There was a smirk of satisfaction on Caroline’s face which made Maryanne want
to slap her.

‘Now the man
will hang for sure,’ Caroline said, sitting down and gathering up her
embroidery.

Maryanne was
too restless to sit; she went and stood by the window with her back to her
tormentor. It was dark now, but there was a moon which threw long shadows
across the garden and made a silhouette of the waiting chaise. Adam obviously
intended to leave for France as soon as his interview with James was over. If
only... She turned to Caroline. ‘I am tired; I think I’ll go to bed.’

‘Don’t you want
to hear what happened? Aren’t you curious?’

‘No,’ she lied.
‘It is no concern of mine.’

In the privacy
of her room, she sat in the window seat and continued her contemplation of the
empty chaise; the driver was probably being entertained in the coach-house. She
imagined Adam coming out and getting into it, being carried out of her life
forever, leaving her behind to face a future that, in spite of a title and all
the comforts money could provide, looked bleak indeed. Whether she married
Mark, knowing there was no real love on either side, or remained a spinster,
there was nothing to look forward to. But with Adam... Supposing he was right
and Mark had caused the accident? Supposing Mark was right? Did it make any
difference to how she felt? Did it make her love Mark the more or Adam the
less? Could she let him go out of her life? Could she stop him? No, she
decided, he was his own master; he would follow his destiny.
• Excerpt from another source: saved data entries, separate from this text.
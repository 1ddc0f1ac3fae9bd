// Enumeration and statistical weights of Fermi break-up channels
//
// A split is a multiset of pool fragments whose mass numbers and charges add
// up to the decaying nucleus. The energy-independent part of the Fermi weight
// is computed once per split so that sampling only has to add the
// kinetic-energy term.

use super::pool::FragmentPool;
use std::f64::consts::PI;

/// Radius parameter of the break-up volume in fm.
const R0: f64 = 1.3;
/// Break-up volume in units of the normal nuclear volume, minus one.
const KAPPA: f64 = 1.0;
const HBAR_C: f64 = 197.3269804;
/// e^2 / (4 pi eps0) in MeV fm.
const ELEMENTARY_CHARGE_SQUARED: f64 = 1.439964;

/// Mass number and charge identifying a decaying nucleus.
#[derive(Debug, Clone, Copy, PartialEq, Eq, Hash)]
pub struct NucleiKey {
    pub a: i32,
    pub z: i32,
}

/// One possible final state of a Fermi break-up.
#[derive(Debug, Clone, PartialEq)]
pub struct FragmentSplit {
    /// Indices into the fragment pool, in non-decreasing order
    pub members: Vec<usize>,
    /// Sum of the ground-state masses of the members
    pub mass_sum: f64,
    /// Coulomb energy released when the parent separates into the members
    pub coulomb_barrier: f64,
    /// Logarithm of the energy-independent part of the weight
    pub log_static_weight: f64,
}

impl FragmentSplit {
    pub fn multiplicity(&self) -> usize {
        self.members.len()
    }

    /// Kinetic energy available to the members for a parent of invariant mass `total_mass`.
    pub fn available_energy(&self, total_mass: f64) -> f64 {
        total_mass - self.mass_sum - self.coulomb_barrier
    }

    /// Log of the Fermi weight, or `None` if the split is energetically closed.
    pub fn log_weight(&self, total_mass: f64) -> Option<f64> {
        let kinetic = self.available_energy(total_mass);
        if kinetic <= 0.0 {
            return None;
        }
        let n = self.multiplicity() as f64;
        Some(self.log_static_weight + (1.5 * n - 2.5) * kinetic.ln())
    }
}

/// Every split of `key` into at least two pool fragments.
pub fn enumerate_splits(key: NucleiKey, pool: &FragmentPool) -> Vec<FragmentSplit> {
    let mut splits = Vec::new();
    let mut members = Vec::new();
    collect(pool, 0, key.a, key.z, &mut members, &mut |members| {
        if members.len() >= 2 {
            splits.push(build_split(key, members, pool));
        }
    });
    splits
}

fn collect(
    pool: &FragmentPool,
    start: usize,
    remaining_a: i32,
    remaining_z: i32,
    members: &mut Vec<usize>,
    emit: &mut dyn FnMut(&[usize]),
) {
    if remaining_a == 0 {
        if remaining_z == 0 {
            emit(members);
        }
        return;
    }
    for index in start..pool.len() {
        let fragment = pool.get(index);
        if fragment.a > remaining_a {
            break;
        }
        if fragment.z > remaining_z || remaining_z - fragment.z > remaining_a - fragment.a {
            continue;
        }
        members.push(index);
        collect(
            pool,
            index,
            remaining_a - fragment.a,
            remaining_z - fragment.z,
            members,
            emit,
        );
        members.pop();
    }
}

fn build_split(key: NucleiKey, members: &[usize], pool: &FragmentPool) -> FragmentSplit {
    let n = members.len();
    let fragments: Vec<_> = members.iter().map(|&i| pool.get(i)).collect();
    let mass_sum: f64 = fragments.iter().map(|f| f.mass).sum();

    let coulomb_barrier = {
        let parent = coulomb_term(key.z, key.a);
        let products: f64 = fragments.iter().map(|f| coulomb_term(f.z, f.a)).sum();
        0.6 * ELEMENTARY_CHARGE_SQUARED / (R0 * (1.0 + KAPPA).cbrt()) * (parent - products)
    };

    let volume = 4.0 * PI / 3.0 * R0.powi(3) * key.a as f64 * (1.0 + KAPPA);
    let log_volume_factor = (volume / (2.0 * PI * HBAR_C).powi(3)).ln();
    let log_degeneracy: f64 = fragments.iter().map(|f| f.degeneracy.ln()).sum();
    let log_mass_factor = 1.5
        * (fragments.iter().map(|f| f.mass.ln()).sum::<f64>() - mass_sum.ln());
    let log_symmetry = -identical_permutations(members);
    let nf = n as f64;
    let log_static_weight = log_symmetry
        + log_degeneracy
        + (nf - 1.0) * log_volume_factor
        + log_mass_factor
        + 1.5 * (nf - 1.0) * (2.0 * PI).ln()
        - ln_gamma_half_integer(1.5 * (nf - 1.0));

    FragmentSplit {
        members: members.to_vec(),
        mass_sum,
        coulomb_barrier,
        log_static_weight,
    }
}

fn coulomb_term(z: i32, a: i32) -> f64 {
    (z * z) as f64 / (a as f64).cbrt()
}

/// `ln(prod n_j!)` over groups of identical members (members are sorted).
fn identical_permutations(members: &[usize]) -> f64 {
    let mut total = 0.0;
    let mut run = 1;
    for pair in members.windows(2) {
        if pair[0] == pair[1] {
            run += 1;
            total += (run as f64).ln();
        } else {
            run = 1;
        }
    }
    total
}

/// `ln Gamma(x)` for positive multiples of one half.
fn ln_gamma_half_integer(x: f64) -> f64 {
    let integer = (x - x.floor()).abs() < 1e-9;
    // start from Gamma(1) = 1 or Gamma(1/2) = sqrt(pi)
    let (mut value, mut t) = if integer { (0.0, 1.0) } else { (0.5 * PI.ln(), 0.5) };
    while t < x - 1e-9 {
        value += f64::ln(t);
        t += 1.0;
    }
    value
}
And she must
follow hers.

She stood up
suddenly, went to the wardrobe and began feverishly throwing garments about the
room. She changed out of full mourning into a grey jaconet dress with a high
waistline and narrow tight-fitting sleeves, then she pulled out a travelling
bag and stuffed it with a change of underwear, a wool gown for cooler weather
and the barest minimum of toiletries. She had arrived with next to nothing; she
would leave with nothing. She sat down and scribbled a hurried note to Mark to
tell him she could not marry him and another to James apologising for the
distress her disappearance would cause, though in her mind she substituted
‘scandal’ for ‘distress’, which was all they really cared about.

Then from the
top drawer of her dressing-table she took two guineas - all she had; it had
never occurred to James to provide her with money - put them into her reticule
and, throwing a cloak over her shoulders, crept out on to the landing. A single
lamp burning in the hall and a sliver of light beneath the library door told
her that the men were still talking. She made her way slowly down the stairs
and out of the front door. With a quick glance about to make sure she was not
being watched, she darted across to the carriage and clambered into it.